Your answer consists of the lines in the data that contain "Some". Copy each of them.

[Stored items]
%%

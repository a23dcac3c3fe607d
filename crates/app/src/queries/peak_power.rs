//! Peak power consumption of the house over a period.
//!
//! Each average reported by the grid power meter closes an instant of
//! `cadence` length. The consumption of that instant is the grid average plus
//! every power-source reading taken within `[end - cadence, end]`.

use std::collections::{BTreeMap, HashMap};

use chrono::Duration;
use smarthome_domain::error::{NotFoundError, SmartHomeError};
use smarthome_domain::functionality::{Behavior, SensorBehavior};
use smarthome_domain::id::{DeviceId, SensorFunctionalityId};
use smarthome_domain::time::{Period, Timestamp};

use crate::ports::{InstantValueRepository, PeriodValueRepository, SensorRepository};

pub struct PeakPowerQuery<S, I, P> {
    sensors: S,
    instants: I,
    periods: P,
    grid_meter: DeviceId,
    cadence: Duration,
}

impl<S, I, P> PeakPowerQuery<S, I, P>
where
    S: SensorRepository,
    I: InstantValueRepository,
    P: PeriodValueRepository,
{
    pub fn new(sensors: S, instants: I, periods: P, grid_meter: DeviceId, cadence: Duration) -> Self {
        Self {
            sensors,
            instants,
            periods,
            grid_meter,
            cadence,
        }
    }

    /// Highest instant consumption within `[start, end]`, `0.0` without grid data.
    ///
    /// # Errors
    ///
    /// Returns [`SmartHomeError::Validation`] when `start > end`,
    /// [`SmartHomeError::NotFound`] when the grid meter has no power average
    /// sensor, or a storage error from the repositories.
    #[tracing::instrument(skip(self))]
    pub async fn peak_power_consumption(
        &self,
        start: Timestamp,
        end: Timestamp,
    ) -> Result<f64, SmartHomeError> {
        let period = Period::new(start, end)?;
        let grid_functionality = SensorFunctionalityId::new(SensorBehavior::PowerAverage.tag())?;
        let grid_sensor = self
            .sensors
            .find_by_device_and_functionality(&self.grid_meter, &grid_functionality)
            .await?
            .into_iter()
            .next()
            .ok_or_else(|| NotFoundError {
                entity: "GridPowerMeterSensor",
                id: self.grid_meter.to_string(),
            })?;
        let grid_values = self
            .periods
            .find_by_sensor_within_period(grid_sensor.id(), &period)
            .await?;

        // One reading per device and timestamp; a later one overwrites.
        let source_functionality =
            SensorFunctionalityId::new(SensorBehavior::SpecificTimePowerConsumption.tag())?;
        let mut sources: HashMap<DeviceId, BTreeMap<Timestamp, f64>> = HashMap::new();
        for sensor in self
            .sensors
            .find_by_functionality(&source_functionality)
            .await?
        {
            let readings = sources.entry(sensor.device_id().clone()).or_default();
            for value in self
                .instants
                .find_by_sensor_within_period(sensor.id(), &period)
                .await?
            {
                match value.reading().scalar() {
                    Some(watts) => {
                        readings.insert(value.recorded_at(), watts);
                    }
                    None => {
                        tracing::warn!(sensor_id = %sensor.id(), reading = %value.reading(), "skipping non-numeric power reading");
                    }
                }
            }
        }

        let mut peak = 0.0_f64;
        for grid_value in grid_values {
            let Some(grid_watts) = grid_value.reading().scalar() else {
                tracing::warn!(sensor_id = %grid_sensor.id(), reading = %grid_value.reading(), "skipping non-numeric grid reading");
                continue;
            };
            let instant_end = grid_value.end();
            let instant_start = instant_end
                .checked_sub_signed(self.cadence)
                .unwrap_or(chrono::DateTime::<chrono::Utc>::MIN_UTC);
            let sources_watts: f64 = sources
                .values()
                .flat_map(|readings| readings.range(instant_start..=instant_end))
                .map(|(_, watts)| watts)
                .sum();
            peak = peak.max(grid_watts + sources_watts);
        }
        Ok(peak)
    }
}
//! Weather service: outside conditions at the house location.

use std::collections::BTreeMap;

use chrono::{Duration, Timelike};
use smarthome_domain::error::{NotFoundError, SmartHomeError, ValidationError};
use smarthome_domain::id::SensorId;
use smarthome_domain::location::GpsCode;
use smarthome_domain::time::{Period, Timestamp};
use smarthome_domain::weather::{self, HourOfDay, SunEvent, Wind};

use crate::ports::{HouseRepository, InstantValueRepository, WeatherGateway};
use crate::queries::TemperatureComparison;
use crate::queries::temperature_difference::celsius_series;

pub struct WeatherService<H, I, W> {
    houses: H,
    instants: I,
    gateway: W,
    tolerance: Duration,
}

impl<H, I, W> WeatherService<H, I, W>
where
    H: HouseRepository,
    I: InstantValueRepository,
    W: WeatherGateway,
{
    pub fn new(houses: H, instants: I, gateway: W, tolerance: Duration) -> Self {
        Self {
            houses,
            instants,
            gateway,
            tolerance,
        }
    }

    /// Outside temperature in degrees Celsius at `hour` of the day.
    ///
    /// # Errors
    ///
    /// Returns [`ValidationError::InvalidHour`] for hours above 23,
    /// [`SmartHomeError::NotFound`] without a house,
    /// [`ValidationError::MissingField`] when the house has no location, or
    /// a gateway error.
    #[tracing::instrument(skip(self))]
    pub async fn temperature_for_hour(&self, hour: u32) -> Result<f64, SmartHomeError> {
        let hour = HourOfDay::new(hour)?;
        let gps = self.house_gps().await?;
        self.gateway.instantaneous_temperature(&gps, hour).await
    }

    /// Wind at `hour` of the day.
    ///
    /// # Errors
    ///
    /// Same as [`Self::temperature_for_hour`].
    #[tracing::instrument(skip(self))]
    pub async fn wind_for_hour(&self, hour: u32) -> Result<Wind, SmartHomeError> {
        let hour = HourOfDay::new(hour)?;
        let gps = self.house_gps().await?;
        self.gateway.instantaneous_wind(&gps, hour).await
    }

    /// Decimal hour of sunrise or sunset at the house location.
    ///
    /// # Errors
    ///
    /// Returns [`SmartHomeError::NotFound`] without a house,
    /// [`ValidationError::MissingField`] when the house has no location, or
    /// a gateway error.
    #[tracing::instrument(skip(self))]
    pub async fn sun_event_hour(&self, event: SunEvent) -> Result<f64, SmartHomeError> {
        let gps = self.house_gps().await?;
        self.gateway.sun_event_hour(&gps, event).await
    }

    /// Largest difference between `inside` readings over `[start, end]` and
    /// the reported outside temperature of the matching hour.
    ///
    /// Each reading is compared against its [`weather::reported_hour`] and
    /// kept only when that hour lies within the tolerance.
    ///
    /// # Errors
    ///
    /// Returns [`ValidationError::InvalidPeriod`] when `start > end`. When at
    /// least one reading is in the period, the errors of
    /// [`Self::temperature_for_hour`] apply.
    #[tracing::instrument(skip(self))]
    pub async fn max_temperature_difference(
        &self,
        inside: &SensorId,
        start: Timestamp,
        end: Timestamp,
    ) -> Result<TemperatureComparison, SmartHomeError> {
        let period = Period::new(start, end)?;
        let readings = celsius_series(
            self.instants
                .find_by_sensor_within_period(inside, &period)
                .await?,
        );
        if readings.is_empty() {
            return Ok(TemperatureComparison::NoComparablePair);
        }
        let gps = self.house_gps().await?;

        let mut outside: BTreeMap<HourOfDay, f64> = BTreeMap::new();
        let mut best: Option<f64> = None;
        for (at, temperature) in readings {
            let Some(reported) = weather::reported_hour(at) else {
                continue;
            };
            if (at - reported).abs() > self.tolerance {
                tracing::debug!(%at, %reported, "reading too far from a reported hour");
                continue;
            }
            let hour = HourOfDay::new(reported.hour())?;
            let other = match outside.get(&hour) {
                Some(other) => *other,
                None => {
                    let fetched = self.gateway.instantaneous_temperature(&gps, hour).await?;
                    outside.insert(hour, fetched);
                    fetched
                }
            };
            let difference = (temperature - other).abs();
            if best.is_none_or(|current| difference > current) {
                best = Some(difference);
            }
        }
        Ok(best.map_or(
            TemperatureComparison::NoComparablePair,
            TemperatureComparison::Difference,
        ))
    }

    async fn house_gps(&self) -> Result<GpsCode, SmartHomeError> {
        let house = self.houses.find_the_house().await?.ok_or_else(|| NotFoundError {
            entity: "House",
            id: "<the house>".to_string(),
        })?;
        let location = house
            .location()
            .ok_or(ValidationError::MissingField("house location"))?;
        Ok(location.gps)
    }
}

%%

*THE ANSWER*:
                    Some(watts) => {
            let Some(grid_watts) = grid_value.reading().scalar() else {
            let Some(reported) = weather::reported_hour(at) else {
                Some(other) => *other,
                best = Some(difference);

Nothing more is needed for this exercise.